Referring to the accompanying Figure 1 will be described the manufacturing process of the tin ions, palladium ions and nickel-coated single-walled carbon nanotubes.

As shown in FIG. 1, the nickel coating process of carbon nanotubes proceeds in the order of tin (Sn) ion coating, palladium (Pd) ion coating, and nickel coating. First, 0.1 M of single-walled carbon nanotubes is used. The solution was added to a mixed solution of SnCl ₂ aqueous solution and 0.1M HCl aqueous solution, and then ultrasonically dispersed using an ultrasonic disperser for 30 minutes.

Sn is ionized (functionalized) by this reaction, and Sn ²⁺ (11) is coated on the surface of the carbon nanotubes (10).

When following the surface by filtering the carbon nanotubes with distilled water, Sn ^{+ 2} is obtained for coated carbon nanotubes, since the Sn ^{2 +} (11) is a coated carbon nanotubes (10) 0.0014M PdCl ₂ solution and 0.25M HCl Into a mixed solution of an aqueous solution and ultrasonic dispersion using an ultrasonic disperser to react for 30 minutes.

In this process, Pd is ionized (functionalized) to further coat Pd ^{2 +} (12) around the carbon nanotubes.

Then, filtered with distilled water to obtain a carbon nanotube (10) coated with Sn ^{2 +} (11) and Pd ^{2 +} (12) on the surface.

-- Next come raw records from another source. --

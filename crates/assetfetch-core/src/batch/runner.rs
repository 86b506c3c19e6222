//! Sequential batch runner: skip-if-complete, resolve, fetch or synthesize, record.

use super::metadata::{AssetRecord, RecordSource, SidecarSet};
use super::outcome::{BatchSummary, EntryOutcome, EntryPhase};
use super::pacing::DelayRange;
use super::progress::ProgressSnapshot;
use crate::catalog::{AssetCatalogEntry, Catalog};
use crate::config::{AssetFetchConfig, PacingConfig};
use crate::control::RunControl;
use crate::fetcher::{FetchState, RangeAwareFetcher};
use crate::media::MediaKind;
use crate::placeholder::PlaceholderSynthesizer;
use crate::resolver::{ResolvedSource, SourceResolver};
use crate::retry::{FailureClass, RetryPolicy};
use crate::storage;
use std::time::Instant;

/// Receives run events inline on the runner's thread. All methods default to no-ops.
pub trait BatchObserver {
    fn on_phase(&mut self, _entry: &AssetCatalogEntry, _phase: EntryPhase) {}

    fn on_transfer_progress(&mut self, _entry: &AssetCatalogEntry, _state: &FetchState) {}

    fn on_entry_settled(
        &mut self,
        _entry: &AssetCatalogEntry,
        _outcome: &EntryOutcome,
        _progress: &ProgressSnapshot,
    ) {
    }
}

#[derive(Debug, Default)]
pub struct NoopObserver;

impl BatchObserver for NoopObserver {}

/// What processing one entry produced.
struct Settled {
    outcome: EntryOutcome,
    record: Option<AssetRecord>,
    /// The resolver or the network was consulted (pacing applies afterwards).
    used_network: bool,
}

pub struct BatchRunner<R> {
    resolver: R,
    fetcher: RangeAwareFetcher,
    synthesizer: PlaceholderSynthesizer,
    policy: RetryPolicy,
    pacing: PacingConfig,
    tolerance: f64,
    merge_metadata: bool,
    control: RunControl,
}

impl<R: SourceResolver> BatchRunner<R> {
    pub fn new(resolver: R, cfg: &AssetFetchConfig) -> Self {
        Self {
            resolver,
            fetcher: RangeAwareFetcher::from_config(cfg),
            synthesizer: PlaceholderSynthesizer::from_config(cfg.placeholder()),
            policy: cfg.retry_policy(),
            pacing: cfg.pacing(),
            tolerance: cfg.tolerance(),
            merge_metadata: cfg.merge_metadata,
            control: RunControl::new(),
        }
    }

    pub fn with_synthesizer(mut self, synthesizer: PlaceholderSynthesizer) -> Self {
        self.synthesizer = synthesizer;
        self
    }

    pub fn with_pacing(mut self, pacing: PacingConfig) -> Self {
        self.pacing = pacing;
        self
    }

    pub fn with_retry_policy(mut self, policy: RetryPolicy) -> Self {
        self.policy = policy;
        self
    }

    pub fn with_control(mut self, control: RunControl) -> Self {
        self.control = control;
        self
    }

    /// Handle for stopping the run from another thread.
    pub fn control(&self) -> RunControl {
        self.control.clone()
    }

    /// Process every entry in order. Never aborts early on an entry failure;
    /// a stop request ends the run at the next entry boundary.
    pub fn run(&self, catalog: &Catalog, observer: &mut dyn BatchObserver) -> BatchSummary {
        let started = Instant::now();
        let total = catalog.len();
        let mut summary = BatchSummary::new(total);
        let mut sidecars = SidecarSet::new(self.merge_metadata);

        tracing::info!(total, "batch started");

        let mut previous: Option<(&AssetCatalogEntry, bool)> = None;
        for (index, entry) in catalog.iter().enumerate() {
            if self.control.check().is_err() {
                summary.not_attempted = total - index;
                tracing::info!(not_attempted = summary.not_attempted, "stop requested; ending run");
                break;
            }

            if let Some((prev, true)) = previous {
                let slept = pause_between(&self.pacing, prev, entry).pause();
                tracing::trace!(slept_ms = slept.as_millis() as u64, "pacing");
            }

            observer.on_phase(entry, EntryPhase::Pending);
            let settled = self.process(entry, observer);

            if let Some(record) = settled.record {
                if let Some(dir) = entry.destination_path.parent() {
                    if let Err(e) = sidecars.append(dir, record) {
                        summary.sidecar_failures += 1;
                        tracing::error!(error = %e, "could not write sidecar");
                    }
                }
            }

            observer.on_phase(entry, settled.outcome.phase());
            summary.record(entry.destination_path.clone(), settled.outcome.clone());
            let snapshot = ProgressSnapshot::new(summary.settled(), total, started.elapsed());
            tracing::info!(
                destination = %entry.destination_path.display(),
                outcome = %settled.outcome,
                progress = %snapshot,
                "entry settled"
            );
            observer.on_entry_settled(entry, &settled.outcome, &snapshot);
            previous = Some((entry, settled.used_network));
        }

        summary.elapsed = started.elapsed();
        tracing::info!(
            fetched = summary.fetched,
            placeholder = summary.placeholder,
            failed = summary.failed,
            already_present = summary.already_present,
            not_attempted = summary.not_attempted,
            elapsed_ms = summary.elapsed.as_millis() as u64,
            "batch finished"
        );
        summary
    }

    fn process(&self, entry: &AssetCatalogEntry, observer: &mut dyn BatchObserver) -> Settled {
        let dest = &entry.destination_path;

        match storage::existing_len(dest) {
            Ok(len) if storage::is_complete(len, entry.expected_bytes, self.tolerance) => {
                return Settled {
                    outcome: EntryOutcome::AlreadyPresent { bytes: len },
                    record: None,
                    used_network: false,
                };
            }
            Ok(_) => {}
            Err(e) => return local_failure(e.to_string(), false),
        }

        observer.on_phase(entry, EntryPhase::Resolving);
        let source = match &entry.source_url {
            Some(url) => Some(ResolvedSource::new(url.clone())),
            None => self.resolver.resolve(&entry.keyword, entry.media_kind),
        };
        let Some(source) = source else {
            tracing::info!(
                destination = %dest.display(),
                keyword = %entry.keyword,
                "no source found; synthesizing placeholder"
            );
            return self.placeholder(entry, FailureClass::ResolutionEmpty, observer);
        };

        observer.on_phase(entry, EntryPhase::Fetching);
        let staging = storage::part_path(dest);
        let mut state = FetchState::new();
        state.bytes_expected = entry.expected_bytes;
        let result = self.fetcher.fetch_with_retry(
            &self.policy,
            &source.url,
            &staging,
            entry.media_kind,
            &mut state,
            &mut |s| observer.on_transfer_progress(entry, s),
        );

        match result {
            Ok(fetched) => {
                if let Err(e) = storage::finalize(&staging, dest) {
                    return local_failure(format!("rename {}: {e}", staging.display()), true);
                }
                let record = AssetRecord::for_entry(
                    entry,
                    RecordSource::Fetched {
                        url: &source.url,
                        license: source.license.as_deref(),
                    },
                    fetched.bytes_on_disk,
                    source.dimensions,
                );
                Settled {
                    outcome: EntryOutcome::Fetched {
                        bytes: fetched.bytes_on_disk,
                        resumed_from: fetched.resumed_from,
                    },
                    record: Some(record),
                    used_network: true,
                }
            }
            Err(e) if e.class() == FailureClass::LocalIo => local_failure(e.to_string(), true),
            Err(e) => {
                tracing::warn!(
                    destination = %dest.display(),
                    url = %source.url,
                    attempts = state.attempt,
                    error = %e,
                    "fetch failed; synthesizing placeholder"
                );
                let mut settled = self.placeholder(entry, e.class(), observer);
                settled.used_network = true;
                settled
            }
        }
    }

    fn placeholder(
        &self,
        entry: &AssetCatalogEntry,
        cause: FailureClass,
        observer: &mut dyn BatchObserver,
    ) -> Settled {
        observer.on_phase(entry, EntryPhase::Placeholder);
        // The resolver is consulted for every entry without a static URL.
        let used_network = entry.source_url.is_none();
        match self
            .synthesizer
            .synthesize(&entry.destination_path, entry.media_kind, &entry.display_title())
        {
            Ok(made) => Settled {
                outcome: EntryOutcome::Placeholder {
                    cause,
                    degraded: made.degraded,
                },
                record: Some(AssetRecord::for_entry(
                    entry,
                    RecordSource::Placeholder,
                    made.bytes,
                    made.dimensions,
                )),
                used_network,
            },
            Err(e) => local_failure(e.to_string(), used_network),
        }
    }
}

/// A section change wins; otherwise the pause follows the previous entry's kind.
fn pause_between(
    pacing: &PacingConfig,
    prev: &AssetCatalogEntry,
    next: &AssetCatalogEntry,
) -> DelayRange {
    if prev.section_key() != next.section_key() {
        pacing.section_delay()
    } else if prev.media_kind == MediaKind::Video {
        pacing.video_delay()
    } else {
        pacing.entry_delay()
    }
}

fn local_failure(reason: String, used_network: bool) -> Settled {
    tracing::error!(%reason, "entry failed");
    Settled {
        outcome: EntryOutcome::Failed {
            class: FailureClass::LocalIo,
            reason,
        },
        record: None,
        used_network,
    }
}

Finally, nickel is coated by reacting the bath in an aqueous solution for coating containing a nickel component having a chemical component of Table 1 by using an ultrasonic disperser at 60 ° C. for 2 hours, followed by filtering with distilled water to coat nickel (13). The finished carbon nanotubes 10 are obtained.

Nickel-containing coating solution is a solution in which the chemical components of Table 1 were dissolved in DI pure water and then adjusted to pH 8.75 (25 ° C.) with NH ₄ OH.

Through the nickel coating process as described above, a single-wall carbon nanotube coated with tin ions, palladium ions, and nickel having a diameter of 500 nm or less and a length of 3 μm or less is prepared.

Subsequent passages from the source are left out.